Given entries:
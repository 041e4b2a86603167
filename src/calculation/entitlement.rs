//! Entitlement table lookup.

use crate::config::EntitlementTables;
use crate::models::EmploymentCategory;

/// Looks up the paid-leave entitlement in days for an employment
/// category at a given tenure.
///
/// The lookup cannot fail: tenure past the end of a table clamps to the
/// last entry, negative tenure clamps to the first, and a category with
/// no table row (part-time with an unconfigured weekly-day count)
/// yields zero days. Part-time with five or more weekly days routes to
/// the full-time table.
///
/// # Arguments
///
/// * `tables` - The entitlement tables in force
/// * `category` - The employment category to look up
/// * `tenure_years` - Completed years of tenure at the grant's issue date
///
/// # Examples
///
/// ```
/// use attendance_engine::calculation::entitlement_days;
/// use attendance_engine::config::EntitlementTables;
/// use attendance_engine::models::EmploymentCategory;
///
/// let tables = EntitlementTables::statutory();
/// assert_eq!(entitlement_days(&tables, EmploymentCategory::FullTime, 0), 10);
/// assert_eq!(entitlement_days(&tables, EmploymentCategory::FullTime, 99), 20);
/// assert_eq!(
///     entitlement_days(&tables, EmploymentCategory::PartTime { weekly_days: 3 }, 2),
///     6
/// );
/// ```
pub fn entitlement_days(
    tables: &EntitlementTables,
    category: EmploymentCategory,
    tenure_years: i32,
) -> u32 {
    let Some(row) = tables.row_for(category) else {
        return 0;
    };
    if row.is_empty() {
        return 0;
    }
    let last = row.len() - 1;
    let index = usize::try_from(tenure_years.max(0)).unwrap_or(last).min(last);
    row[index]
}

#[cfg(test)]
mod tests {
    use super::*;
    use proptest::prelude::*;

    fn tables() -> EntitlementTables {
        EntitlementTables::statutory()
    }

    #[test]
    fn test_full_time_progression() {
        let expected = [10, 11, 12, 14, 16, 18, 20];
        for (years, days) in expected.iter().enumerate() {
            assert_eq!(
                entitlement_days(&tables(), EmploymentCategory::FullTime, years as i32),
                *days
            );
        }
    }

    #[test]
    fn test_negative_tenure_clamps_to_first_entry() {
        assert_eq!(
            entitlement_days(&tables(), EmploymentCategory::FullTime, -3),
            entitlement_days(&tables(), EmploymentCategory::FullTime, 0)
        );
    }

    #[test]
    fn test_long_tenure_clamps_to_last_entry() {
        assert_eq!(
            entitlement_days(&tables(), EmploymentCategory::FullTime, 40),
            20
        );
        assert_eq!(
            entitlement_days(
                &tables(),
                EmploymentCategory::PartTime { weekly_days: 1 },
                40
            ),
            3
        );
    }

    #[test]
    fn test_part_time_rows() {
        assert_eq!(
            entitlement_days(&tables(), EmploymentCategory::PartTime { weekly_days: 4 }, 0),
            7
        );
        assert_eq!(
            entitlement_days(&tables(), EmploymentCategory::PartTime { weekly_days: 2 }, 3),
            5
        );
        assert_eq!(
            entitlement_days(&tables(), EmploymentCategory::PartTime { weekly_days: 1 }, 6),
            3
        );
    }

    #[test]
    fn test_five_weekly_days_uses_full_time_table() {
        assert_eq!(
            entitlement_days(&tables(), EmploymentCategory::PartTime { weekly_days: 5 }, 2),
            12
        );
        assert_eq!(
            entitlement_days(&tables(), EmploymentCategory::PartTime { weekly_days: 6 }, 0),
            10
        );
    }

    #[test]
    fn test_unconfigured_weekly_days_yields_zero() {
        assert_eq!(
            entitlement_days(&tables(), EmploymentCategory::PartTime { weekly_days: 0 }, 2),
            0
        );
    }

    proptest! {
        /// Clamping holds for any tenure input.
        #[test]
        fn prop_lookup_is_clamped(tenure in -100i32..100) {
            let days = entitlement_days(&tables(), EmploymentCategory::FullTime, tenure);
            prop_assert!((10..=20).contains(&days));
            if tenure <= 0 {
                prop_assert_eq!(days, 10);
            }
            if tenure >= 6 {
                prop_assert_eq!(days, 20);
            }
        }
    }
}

* * *

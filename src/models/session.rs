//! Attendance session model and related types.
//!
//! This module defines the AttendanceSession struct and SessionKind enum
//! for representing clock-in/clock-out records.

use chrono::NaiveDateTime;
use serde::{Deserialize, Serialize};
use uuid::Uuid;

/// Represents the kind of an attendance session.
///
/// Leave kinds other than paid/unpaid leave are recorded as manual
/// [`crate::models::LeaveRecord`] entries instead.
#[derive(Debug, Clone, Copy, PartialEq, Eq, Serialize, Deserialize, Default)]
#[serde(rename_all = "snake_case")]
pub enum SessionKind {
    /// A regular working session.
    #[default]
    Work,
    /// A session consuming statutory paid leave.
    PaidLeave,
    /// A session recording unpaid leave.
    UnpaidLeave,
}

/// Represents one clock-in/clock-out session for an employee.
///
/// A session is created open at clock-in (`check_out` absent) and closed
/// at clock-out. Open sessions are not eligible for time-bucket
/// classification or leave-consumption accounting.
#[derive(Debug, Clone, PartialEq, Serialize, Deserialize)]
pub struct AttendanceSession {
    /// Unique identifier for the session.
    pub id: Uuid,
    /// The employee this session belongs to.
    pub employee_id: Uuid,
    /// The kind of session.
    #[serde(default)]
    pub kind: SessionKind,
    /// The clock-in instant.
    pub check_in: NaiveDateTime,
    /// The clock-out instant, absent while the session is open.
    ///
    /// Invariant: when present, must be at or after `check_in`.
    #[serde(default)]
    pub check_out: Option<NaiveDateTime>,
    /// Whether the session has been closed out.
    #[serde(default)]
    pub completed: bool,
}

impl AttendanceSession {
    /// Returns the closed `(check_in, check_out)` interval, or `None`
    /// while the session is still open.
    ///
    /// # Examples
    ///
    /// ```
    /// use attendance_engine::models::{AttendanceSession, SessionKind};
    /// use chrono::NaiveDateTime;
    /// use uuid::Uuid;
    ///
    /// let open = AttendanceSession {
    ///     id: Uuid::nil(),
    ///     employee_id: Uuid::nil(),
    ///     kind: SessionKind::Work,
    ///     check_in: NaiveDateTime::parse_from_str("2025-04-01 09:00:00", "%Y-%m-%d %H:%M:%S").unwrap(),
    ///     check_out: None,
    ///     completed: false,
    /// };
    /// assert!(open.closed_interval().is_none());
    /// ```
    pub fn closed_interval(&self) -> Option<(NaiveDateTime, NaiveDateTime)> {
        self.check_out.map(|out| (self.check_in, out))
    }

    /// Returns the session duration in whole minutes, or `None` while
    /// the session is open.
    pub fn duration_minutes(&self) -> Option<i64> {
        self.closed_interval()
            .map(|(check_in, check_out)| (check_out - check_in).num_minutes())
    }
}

--

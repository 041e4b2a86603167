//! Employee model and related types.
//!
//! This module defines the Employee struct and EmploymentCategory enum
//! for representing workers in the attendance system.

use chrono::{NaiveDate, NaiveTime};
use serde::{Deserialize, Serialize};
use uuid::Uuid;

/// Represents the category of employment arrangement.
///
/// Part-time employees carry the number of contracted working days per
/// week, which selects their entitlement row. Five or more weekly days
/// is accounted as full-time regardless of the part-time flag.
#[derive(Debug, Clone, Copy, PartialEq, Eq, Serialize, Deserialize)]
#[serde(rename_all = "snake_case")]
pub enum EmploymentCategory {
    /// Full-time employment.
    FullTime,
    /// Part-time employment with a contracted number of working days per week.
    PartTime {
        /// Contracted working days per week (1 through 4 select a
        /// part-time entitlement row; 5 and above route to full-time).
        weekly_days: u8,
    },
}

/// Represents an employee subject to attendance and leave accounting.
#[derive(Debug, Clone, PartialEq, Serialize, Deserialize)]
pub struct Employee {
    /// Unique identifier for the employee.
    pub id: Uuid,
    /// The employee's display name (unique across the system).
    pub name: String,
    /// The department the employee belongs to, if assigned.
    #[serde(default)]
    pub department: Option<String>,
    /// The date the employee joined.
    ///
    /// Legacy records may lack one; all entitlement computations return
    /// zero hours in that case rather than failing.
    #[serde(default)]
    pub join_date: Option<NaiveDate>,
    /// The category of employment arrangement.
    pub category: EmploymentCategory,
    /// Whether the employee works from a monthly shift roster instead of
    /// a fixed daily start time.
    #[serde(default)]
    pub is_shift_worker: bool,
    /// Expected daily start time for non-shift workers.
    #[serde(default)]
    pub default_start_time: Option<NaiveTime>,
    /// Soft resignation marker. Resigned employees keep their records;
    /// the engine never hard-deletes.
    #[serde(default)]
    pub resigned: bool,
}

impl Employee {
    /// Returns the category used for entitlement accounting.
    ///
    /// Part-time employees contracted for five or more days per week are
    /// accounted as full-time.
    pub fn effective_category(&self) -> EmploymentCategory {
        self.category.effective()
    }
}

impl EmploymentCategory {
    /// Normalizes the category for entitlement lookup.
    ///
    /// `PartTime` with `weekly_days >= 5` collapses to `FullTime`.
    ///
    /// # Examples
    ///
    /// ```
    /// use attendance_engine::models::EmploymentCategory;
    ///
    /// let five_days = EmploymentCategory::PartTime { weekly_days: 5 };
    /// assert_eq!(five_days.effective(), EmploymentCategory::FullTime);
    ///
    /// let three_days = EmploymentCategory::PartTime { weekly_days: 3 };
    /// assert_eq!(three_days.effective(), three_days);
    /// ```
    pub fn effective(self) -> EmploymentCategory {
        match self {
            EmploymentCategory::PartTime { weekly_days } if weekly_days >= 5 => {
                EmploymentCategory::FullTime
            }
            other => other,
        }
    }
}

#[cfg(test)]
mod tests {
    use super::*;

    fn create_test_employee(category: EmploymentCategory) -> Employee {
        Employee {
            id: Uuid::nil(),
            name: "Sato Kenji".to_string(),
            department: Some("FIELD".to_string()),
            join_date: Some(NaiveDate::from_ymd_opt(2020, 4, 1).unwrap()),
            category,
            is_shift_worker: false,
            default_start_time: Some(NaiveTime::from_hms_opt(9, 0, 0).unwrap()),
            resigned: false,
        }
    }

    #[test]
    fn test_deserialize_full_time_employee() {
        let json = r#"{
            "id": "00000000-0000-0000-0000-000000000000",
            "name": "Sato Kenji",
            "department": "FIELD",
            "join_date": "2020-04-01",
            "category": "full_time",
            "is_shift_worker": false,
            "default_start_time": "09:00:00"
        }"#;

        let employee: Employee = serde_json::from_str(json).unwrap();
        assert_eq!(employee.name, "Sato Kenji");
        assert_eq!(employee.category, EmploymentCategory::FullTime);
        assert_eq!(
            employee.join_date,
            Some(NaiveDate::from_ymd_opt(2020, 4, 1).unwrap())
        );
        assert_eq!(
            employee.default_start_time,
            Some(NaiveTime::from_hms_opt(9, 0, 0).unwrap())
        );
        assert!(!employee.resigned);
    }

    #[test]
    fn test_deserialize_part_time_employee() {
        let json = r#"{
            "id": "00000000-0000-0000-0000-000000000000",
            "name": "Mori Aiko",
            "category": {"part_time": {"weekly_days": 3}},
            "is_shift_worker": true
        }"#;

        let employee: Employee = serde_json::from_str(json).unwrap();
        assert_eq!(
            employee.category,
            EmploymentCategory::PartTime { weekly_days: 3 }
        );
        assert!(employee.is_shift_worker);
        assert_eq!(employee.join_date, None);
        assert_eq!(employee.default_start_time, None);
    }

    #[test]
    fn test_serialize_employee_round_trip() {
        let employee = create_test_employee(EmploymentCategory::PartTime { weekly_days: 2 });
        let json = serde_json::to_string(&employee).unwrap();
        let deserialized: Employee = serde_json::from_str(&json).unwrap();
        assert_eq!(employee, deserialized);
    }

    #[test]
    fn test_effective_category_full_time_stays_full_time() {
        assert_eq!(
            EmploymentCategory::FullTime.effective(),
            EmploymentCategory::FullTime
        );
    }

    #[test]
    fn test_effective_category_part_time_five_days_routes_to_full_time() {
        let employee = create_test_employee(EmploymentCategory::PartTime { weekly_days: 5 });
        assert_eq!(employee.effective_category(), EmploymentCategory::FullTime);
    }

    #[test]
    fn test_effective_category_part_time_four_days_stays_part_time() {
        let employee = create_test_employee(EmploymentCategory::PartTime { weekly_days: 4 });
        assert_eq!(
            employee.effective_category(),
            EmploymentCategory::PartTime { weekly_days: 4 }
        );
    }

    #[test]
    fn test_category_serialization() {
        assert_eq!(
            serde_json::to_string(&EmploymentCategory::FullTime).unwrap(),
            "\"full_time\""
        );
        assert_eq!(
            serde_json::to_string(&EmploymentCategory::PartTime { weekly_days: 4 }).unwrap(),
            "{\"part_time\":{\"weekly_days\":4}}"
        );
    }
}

Assigned task: Copy all lines above where "representing" is present.

Response:
//! for representing clock-in/clock-out records.
//! for representing workers in the attendance system.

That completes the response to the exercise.